[Goal of the exercise]:
Only the lines from the one containing "assert_eq!(PostType::from_id(1), Some(PostType::Question));" through the last line of the entries are wanted. Transcribe them exactly.

[Listed records]:
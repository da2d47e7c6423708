// src/model.rs

use chrono::{NaiveDate, NaiveDateTime};
use std::collections::BTreeMap;

/// Uniquely identifies a post owner
pub type UserId = i64;

/// Textual format used for timestamps in the exported datasets
pub const TIMESTAMP_FORMAT: &str = "%Y-%m-%dT%H:%M:%S%.6f";

/// Format accepted when reading `CreationDate` attributes (fraction optional)
pub const SOURCE_TIMESTAMP_FORMAT: &str = "%Y-%m-%dT%H:%M:%S%.f";

/// Stands in for a missing `CreationDate` in exported datasets
pub fn absent_creation_date() -> NaiveDateTime {
    NaiveDate::from_ymd_opt(1900, 1, 1)
        .and_then(|date| date.and_hms_opt(0, 0, 0))
        .expect("constant date is valid")
}

/// Kind of post, as encoded by `PostTypeId`
#[derive(Debug, Clone, Copy, PartialEq, Eq)]
pub enum PostType {
    Question,
    Answer,
}

impl PostType {
    pub fn from_id(id: i64) -> Option<Self> {
        match id {
            1 => Some(PostType::Question),
            2 => Some(PostType::Answer),
            _ => None,
        }
    }

    pub fn label(self) -> &'static str {
        match self {
            PostType::Question => "question",
            PostType::Answer => "answer",
        }
    }
}

/// One normalized row of the archive.
///
/// Absent or unparseable source fields are `None`; nothing here can make
/// the aggregation fold fail.
#[derive(Debug, Clone, Default, PartialEq)]
pub struct PostRecord {
    pub tags: Vec<String>,
    /// `None` for deleted or anonymous owners
    pub owner_user_id: Option<UserId>,
    /// Only expected when `owner_user_id` is `None`
    pub owner_display_name: Option<String>,
    pub view_count: Option<u64>,
    pub score: Option<i64>,
    pub post_type: Option<PostType>,
    pub creation_date: Option<NaiveDateTime>,
}

impl PostRecord {
    /// Splits a `<tag1><tag2>...<tagN>` attribute into its tags.
    pub fn parse_tags(raw: &str) -> Vec<String> {
        raw.trim_start_matches('<')
            .trim_end_matches('>')
            .split("><")
            .filter(|tag| !tag.is_empty())
            .map(String::from)
            .collect()
    }

    pub fn parse_creation_date(raw: &str) -> Option<NaiveDateTime> {
        NaiveDateTime::parse_from_str(raw, SOURCE_TIMESTAMP_FORMAT).ok()
    }
}

/// Cumulative statistics for a single user
#[derive(Debug, Clone, Copy, PartialEq)]
pub struct UserStat {
    pub post_count: i64,
    pub cumulative_score: i64,
    pub average_score: f64,
}

/// Cumulative statistics for a single tag
#[derive(Debug, Clone, Copy, PartialEq)]
pub struct TagStat {
    pub use_count: i64,
    pub cumulative_views: i64,
    pub average_views: f64,
}

pub type UserStats = BTreeMap<UserId, UserStat>;
pub type TagStats = BTreeMap<String, TagStat>;

/// Date range and size of the analysed archive
#[derive(Debug, Clone, Copy, PartialEq)]
pub struct ArchiveSummary {
    pub first_post_date: NaiveDateTime,
    pub last_post_date: NaiveDateTime,
    pub total_posts: usize,
}

impl ArchiveSummary {
    pub fn span_days(&self) -> i64 {
        (self.last_post_date - self.first_post_date).num_days()
    }
}

/// Posts dropped from the working set because they have no owner id
#[derive(Debug, Clone, Copy, Default, PartialEq, Eq)]
pub struct ExclusionStats {
    pub excluded: usize,
    pub excluded_with_display_name: usize,
}

impl ExclusionStats {
    /// Every ownerless post is expected to carry a display name.
    pub fn is_consistent(&self) -> bool {
        self.excluded == self.excluded_with_display_name
    }
}

/// Rounds to one decimal place, deciding from the exact binary value.
///
/// Only exact halves go away from zero, so `0.15` (stored just below
/// 0.15) rounds to `0.1` while `0.25` rounds to `0.3`. `mul_add` keeps the
/// sign of `value * k - c` exact, which is all the comparisons need.
pub fn round1(value: f64) -> f64 {
    if !value.is_finite() {
        return value;
    }
    let magnitude = value.abs();

    // floor(10 * magnitude), corrected where the product rounded across an integer
    let mut tenths = (magnitude * 10.0).floor();
    if magnitude.mul_add(10.0, -tenths) < 0.0 {
        tenths -= 1.0;
    } else if magnitude.mul_add(10.0, -(tenths + 1.0)) >= 0.0 {
        tenths += 1.0;
    }

    if magnitude.mul_add(20.0, -(2.0 * tenths + 1.0)) >= 0.0 {
        tenths += 1.0;
    }
    (tenths / 10.0).copysign(value)
}

#[cfg(test)]
mod tests {
    use super::*;

    #[test]
    fn tags_are_split_from_angle_brackets() {
        assert_eq!(
            PostRecord::parse_tags("<rust><parsing><xml>"),
            vec!["rust", "parsing", "xml"]
        );
        assert_eq!(PostRecord::parse_tags("<single>"), vec!["single"]);
        assert!(PostRecord::parse_tags("").is_empty());
    }

    #[test]
    fn creation_dates_accept_variable_fractions() {
        let expected = NaiveDate::from_ymd_opt(2014, 1, 21)
            .unwrap()
            .and_hms_milli_opt(20, 26, 5, 383)
            .unwrap();
        assert_eq!(
            PostRecord::parse_creation_date("2014-01-21T20:26:05.383"),
            Some(expected)
        );
        assert!(PostRecord::parse_creation_date("2014-01-21T20:26:05").is_some());
        assert_eq!(PostRecord::parse_creation_date("yesterday"), None);
    }

    #[test]
    fn post_type_ids() {
        assert_eq!(PostType::from_id(1), Some(PostType::Question));
        assert_eq!(PostType::from_id(2).map(PostType::label), Some("answer"));
        assert_eq!(PostType::from_id(7), None);
    }

    #[test]
    fn summary_span_counts_whole_days() {
        let first = NaiveDate::from_ymd_opt(2013, 12, 1).unwrap().and_hms_opt(12, 0, 0).unwrap();
        let last = NaiveDate::from_ymd_opt(2014, 1, 1).unwrap().and_hms_opt(6, 0, 0).unwrap();
        let summary = ArchiveSummary { first_post_date: first, last_post_date: last, total_posts: 2 };
        assert_eq!(summary.span_days(), 30);
    }

    #[test]
    fn rounding_to_one_decimal() {
        assert_eq!(round1(7.0 / 3.0), 2.3);
        assert_eq!(round1(-1.25), -1.3);
        assert_eq!(round1(4.0), 4.0);
        assert_eq!(round1(0.0), 0.0);
    }

    #[test]
    fn rounding_uses_the_stored_value_not_the_literal() {
        // 3/20 and 7/20 are stored just below their decimal halves
        assert_eq!(round1(3.0 / 20.0), 0.1);
        assert_eq!(round1(7.0 / 20.0), 0.3);
        assert_eq!(round1(-3.0 / 20.0), -0.1);
        // exact halves still go away from zero
        assert_eq!(round1(0.25), 0.3);
        assert_eq!(round1(2.5 / 10.0 + 1.0), 1.3);
        assert_eq!(round1(0.96), 1.0);
    }

    #[test]
    fn average_of_twenty_posts_scoring_three() {
        assert_eq!(round1(3_i64 as f64 / 20_i64 as f64), 0.1);
    }
}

[Result for this task]:
        assert_eq!(PostType::from_id(1), Some(PostType::Question));
        assert_eq!(PostType::from_id(2).map(PostType::label), Some("answer"));
        assert_eq!(PostType::from_id(7), None);
    }

    #[test]
    fn summary_span_counts_whole_days() {
        let first = NaiveDate::from_ymd_opt(2013, 12, 1).unwrap().and_hms_opt(12, 0, 0).unwrap();
        let last = NaiveDate::from_ymd_opt(2014, 1, 1).unwrap().and_hms_opt(6, 0, 0).unwrap();
        let summary = ArchiveSummary { first_post_date: first, last_post_date: last, total_posts: 2 };
        assert_eq!(summary.span_days(), 30);
    }

    #[test]
    fn rounding_to_one_decimal() {
        assert_eq!(round1(7.0 / 3.0), 2.3);
        assert_eq!(round1(-1.25), -1.3);
        assert_eq!(round1(4.0), 4.0);
        assert_eq!(round1(0.0), 0.0);
    }

    #[test]
    fn rounding_uses_the_stored_value_not_the_literal() {
        // 3/20 and 7/20 are stored just below their decimal halves
        assert_eq!(round1(3.0 / 20.0), 0.1);
        assert_eq!(round1(7.0 / 20.0), 0.3);
        assert_eq!(round1(-3.0 / 20.0), -0.1);
        // exact halves still go away from zero
        assert_eq!(round1(0.25), 0.3);
        assert_eq!(round1(2.5 / 10.0 + 1.0), 1.3);
        assert_eq!(round1(0.96), 1.0);
    }

    #[test]
    fn average_of_twenty_posts_scoring_three() {
        assert_eq!(round1(3_i64 as f64 / 20_i64 as f64), 0.1);
    }
}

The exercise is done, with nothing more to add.